Weight increase > 7% was observed in 19.2% of PER treated patients without apparent dose effect in study 304, in comparison with 8.3% in the placebo group.27 This observation was confirmed in long-term extension studies where a clinically notable increase in body weight (>7%) was experienced by 29.5% of patients.29
No evidence of an adverse effect of PER either on the hepatobiliary function, the renal function or shown by electrocardiography emerged. No death occurred during Phase II and Phase III studies. One death, related to possible Sudden Unexplained Death in Epilepsy (SUDEP), occurred in the extension phase of Phase II studies.30 Three deaths occurred during the extension phase of Phase III studies. One was due to SUDEP, another to cerebral hemorrhage and the last to a road traffic accident.29
According to the abuse potential of other glutamatergic neurotransmission antagonists such as ketamine, some concerns were raised about the issue of drug abuse and dependency with PER. A study examining the effects of doses up to 36 mg/day of PER in comparison with alprazolam and ketamine was conducted in recreational polydrug users.23 PER could produce euphoric symptoms at doses of 24 or 36 mg/day.
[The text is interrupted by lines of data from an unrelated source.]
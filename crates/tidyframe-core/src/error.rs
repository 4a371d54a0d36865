use thiserror::Error;

/// Canonical result for the engine.
pub type Result<T> = std::result::Result<T, Error>;

/// The engine error taxonomy. Every operation fails synchronously at the
/// point of the offending call; nothing is deferred and there are no side
/// effects to roll back.
#[derive(Debug, Error)]
pub enum Error {
    #[error("schema violation: {0}")]
    SchemaViolation(String),

    #[error("ambiguous selection: {0}")]
    AmbiguousSelection(String),

    #[error("type conflict: {0}")]
    TypeConflict(String),

    #[error("duplicate key: {0}")]
    DuplicateKey(String),

    #[error("schema conflict: {0}")]
    SchemaConflict(String),

    // Raised by strict-mode aggregation when a missing value is encountered;
    // callers opt out with `MissingPolicy::Skip`.
    #[error("missing value: {0}")]
    MissingValue(String),
}

impl From<serde_json::Error> for Error {
    fn from(e: serde_json::Error) -> Self {
        Error::SchemaViolation(e.to_string())
    }
}
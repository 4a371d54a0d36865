//! End-to-end pipelines: composition, fail-fast error surfacing, reports,
//! config, and table serde.

mod test_data_gen;

use tidyframe::error::Error;
use tidyframe::prelude::*;
use tidyframe_core::config::{CoercionPolicy, EngineConfig};
use test_data_gen::{churches, churches_wide, cities, int_column, str_column};

#[test]
fn chained_verbs_pass_tables_along() {
    // gather → filter → join → summarize: the tutorial walkthrough shape.
    let pipeline = Pipeline::new()
        .then(Join::new(cities(), ["city"], JoinMode::Left))
        .then(Filter::new(Predicate::cmp(
            "denomination",
            CmpOp::Ne,
            Value::Str("Catholic".into()),
        )))
        .then(GroupSummarize::new(
            ["city"],
            vec![
                NamedAggregate::new("churches", Aggregate::Count),
                NamedAggregate::new("members", Aggregate::Sum("members".into())).skip_missing(),
            ],
        ))
        .then(Arrange::new(vec![SortKey::desc("churches")]));

    let out = pipeline.run(&churches()).expect("pipeline");
    assert_eq!(out.n_rows(), 2); // Baltimore is all-Catholic and filtered out
    assert_eq!(str_column(&out, "city"), vec!["New York", "Boston"]);
    assert_eq!(int_column(&out, "churches"), vec![Some(4), Some(3)]);
}

#[test]
fn wide_to_long_to_wide_through_a_pipeline() {
    let wide = churches_wide();
    let out = Pipeline::new()
        .then(Gather::new(
            "year",
            "members",
            Selector::all_but(["name"]),
        ))
        .then(Spread::new("year", "members"))
        .run(&wide)
        .expect("pipeline");
    assert_eq!(out, wide);
}

#[test]
fn first_failure_aborts_the_chain() {
    let pipeline = Pipeline::new()
        .then(Select::new(Selector::columns(["name", "members"])))
        // "city" no longer exists: this stage must fail...
        .then(Filter::new(Predicate::cmp(
            "city",
            CmpOp::Eq,
            Value::Str("Boston".into()),
        )))
        // ...and this one must never run.
        .then(Select::new(Selector::columns(["nonexistent"])));

    let err = pipeline.run(&churches()).unwrap_err();
    let PipelineError::Stage { index, name, source } = err;
    assert_eq!(index, 1);
    assert_eq!(name, "filter");
    assert!(matches!(source, Error::SchemaViolation(_)), "{source}");
}

#[test]
fn validate_checks_the_chain_without_rows() {
    let good = Pipeline::new()
        .then(Select::new(Selector::all_but(["members"])))
        .then(Arrange::new(vec![SortKey::asc("city")]));
    let schema = good.validate(churches().schema()).expect("validate");
    assert_eq!(schema.len(), 3);

    let bad = Pipeline::new()
        .then(Select::new(Selector::columns(["members"])))
        .then(Arrange::new(vec![SortKey::asc("city")]));
    assert!(bad.validate(churches().schema()).is_err());
}

#[test]
fn run_report_accounts_for_every_stage() {
    let pipeline = Pipeline::new()
        .then(Filter::new(Predicate::cmp(
            "city",
            CmpOp::Eq,
            Value::Str("Boston".into()),
        )))
        .then(Select::new(Selector::columns(["name"])));

    assert_eq!(pipeline.len(), 2);
    assert!(!pipeline.is_empty());

    let (out, report) = pipeline.run_with_report(&churches()).expect("pipeline");
    assert_eq!(report.stages.len(), 2);
    assert_eq!(report.stages[0].name, "filter");
    assert_eq!(report.stages[0].rows_in, 10);
    assert_eq!(report.stages[0].rows_out, 3);
    assert_eq!(report.stages[1].rows_out, out.n_rows());
    assert!(report.started_ms <= report.finished_ms);

    // Reports are serializable for audit trails.
    let json = serde_json::to_string(&report).expect("serialize");
    assert!(json.contains("\"filter\""));
}

#[test]
fn same_table_feeds_independent_pipelines() {
    let t = churches();
    let a = Pipeline::new()
        .then(Select::new(Selector::columns(["name"])))
        .run(&t)
        .expect("pipeline");
    let b = Pipeline::new()
        .then(Select::new(Selector::columns(["city"])))
        .run(&t)
        .expect("pipeline");
    assert_eq!(a.n_rows(), t.n_rows());
    assert_eq!(b.n_rows(), t.n_rows());
}

#[test]
fn engine_config_reads_policies_from_env() {
    std::env::set_var("TIDYFRAME_GATHER_COERCION", "string");
    std::env::set_var("TIDYFRAME_AGGREGATE_MISSING", "skip");
    let cfg = EngineConfig::from_env();
    std::env::remove_var("TIDYFRAME_GATHER_COERCION");
    std::env::remove_var("TIDYFRAME_AGGREGATE_MISSING");

    assert_eq!(cfg.gather_coercion, CoercionPolicy::CoerceToString);

    // The configured policies feed straight into verbs.
    let long = Gather::new("k", "v", Selector::columns(["name", "members_1830"]))
        .with_policy(cfg.gather_coercion)
        .apply(&churches_wide())
        .expect("gather");
    assert_eq!(
        long.schema().fields.last().map(|f| f.data_type),
        Some(DataType::Str)
    );

    // Under the skip policy St. Peter's missing membership no longer
    // aborts a whole-table sum.
    let summary = GroupSummarize::new(
        Vec::<String>::new(),
        vec![
            NamedAggregate::new("total", Aggregate::Sum("members".into()))
                .with_policy(cfg.aggregate_missing),
        ],
    )
    .apply(&churches())
    .expect("summarize");
    assert_eq!(int_column(&summary, "total"), vec![Some(1525)]);
}

#[test]
fn tables_round_trip_through_serde() {
    let t = churches();
    let json = t.to_json().expect("serialize");
    let back = Table::from_json(&json).expect("deserialize");
    assert_eq!(t, back);
}

#[test]
fn from_json_revalidates_cells() {
    // A string cell inside an int column deserializes as a Value but must
    // be rejected when the table is rebuilt.
    let json = r#"{
        "schema": {"fields": [{"name": "n", "data_type": "Int", "nullable": false}]},
        "columns": [[{"Str": "oops"}]]
    }"#;
    let err = Table::from_json(json).unwrap_err();
    assert!(matches!(err, Error::SchemaViolation(_)), "{err}");
}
However, these effects were comparable to alprazolam, both in magnitude of effect, onset of action, and duration of effect. In contrast, positive subjective effects were lower than those produced by ketamine. Overall, the European Medicines Agency has estimated that the risk of PER abuse and dependency is limited, especially in the population of patients with epilepsy, and similar to that of alprazolam.23
Conclusion
PER is a novel AED that exhibits a new mechanism of action: decreasing neuronal excitability by impacting glutamatergic transmission through noncompetitive blockade of AMPA receptors. In placebo-controlled trials in adults with refractory partial epilepsy, PER significantly reduced partial seizure frequency and was well tolerated. The main safety issues relate to dose-dependent nonspecific CNS-related adverse events, to potential risk of clinically notable weight gain and to psychiatric adverse events. However, in the absence of a direct comparison between PER and other licensed AEDs’ efficacy and tolerability, the clinical advantages of PER over the other AEDs in intractable partial epilepsy remain to be determined. Similarly, whether combining treatment of PER with other AEDs may have a synergistic effect on the reduction of neuronal hyperexcitability remains an open question. Although PER showed a significant antiepileptic efficacy in patients with refractory partial epilepsy included in Phase III studies and their open-label extension phase, only a minority of them achieved seizure freedom, a result similar to those previously reported over the last 20 years with other AEDs in similar populations.2,3,34 In this context, it might be argued that the probability of PER having a major impact on a significant proportion of refractory patients remains low. Still, PER may help to reduce the frequency and severity of seizures in a significant number of patients with refractory epilepsy and, as suggested previously, may contribute to the reduction in the risk of sudden unexpected death in epilepsy in this highly exposed population.35
Footnotes
Disclosure
Sylvain Rheims has received speaker fees from GSK and UCB Pharma and EISAI. Philippe Ryvlin has received speaker or consultant fees from Pfizer, Sanofi-Aventis, GSK, Jansen-Cilag, UCB Pharma, EISAI and Valeant.